▶ YOUR ASSIGNMENT
Below are entries. Reproduce exactly the lines between the line holding "let url = Url::parse(seed).map_err(|e|" and the line holding "if !host.contains('.') ||", inclusive, and only those.

▶ DATASET CONTENT
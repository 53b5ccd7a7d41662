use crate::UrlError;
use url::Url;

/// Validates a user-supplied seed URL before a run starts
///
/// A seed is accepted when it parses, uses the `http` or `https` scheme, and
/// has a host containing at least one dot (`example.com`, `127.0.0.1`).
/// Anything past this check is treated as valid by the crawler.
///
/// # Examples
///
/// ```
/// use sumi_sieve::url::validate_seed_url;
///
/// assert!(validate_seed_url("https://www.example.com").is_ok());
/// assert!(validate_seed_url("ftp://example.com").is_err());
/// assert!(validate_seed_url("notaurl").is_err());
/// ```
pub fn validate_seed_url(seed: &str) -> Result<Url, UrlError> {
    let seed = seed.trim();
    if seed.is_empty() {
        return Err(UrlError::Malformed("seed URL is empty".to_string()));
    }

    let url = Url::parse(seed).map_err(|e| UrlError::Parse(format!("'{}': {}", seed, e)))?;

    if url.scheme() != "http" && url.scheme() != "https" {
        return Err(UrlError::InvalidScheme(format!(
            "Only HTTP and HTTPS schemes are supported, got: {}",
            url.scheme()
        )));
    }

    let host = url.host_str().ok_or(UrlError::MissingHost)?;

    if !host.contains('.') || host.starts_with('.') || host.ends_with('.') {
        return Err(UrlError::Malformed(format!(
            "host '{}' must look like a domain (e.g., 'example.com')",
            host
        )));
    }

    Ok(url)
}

▶ ANSWER BOX
    let url = Url::parse(seed).map_err(|e| UrlError::Parse(format!("'{}': {}", seed, e)))?;

    if url.scheme() != "http" && url.scheme() != "https" {
        return Err(UrlError::InvalidScheme(format!(
            "Only HTTP and HTTPS schemes are supported, got: {}",
            url.scheme()
        )));
    }

    let host = url.host_str().ok_or(UrlError::MissingHost)?;

    if !host.contains('.') || host.starts_with('.') || host.ends_with('.') {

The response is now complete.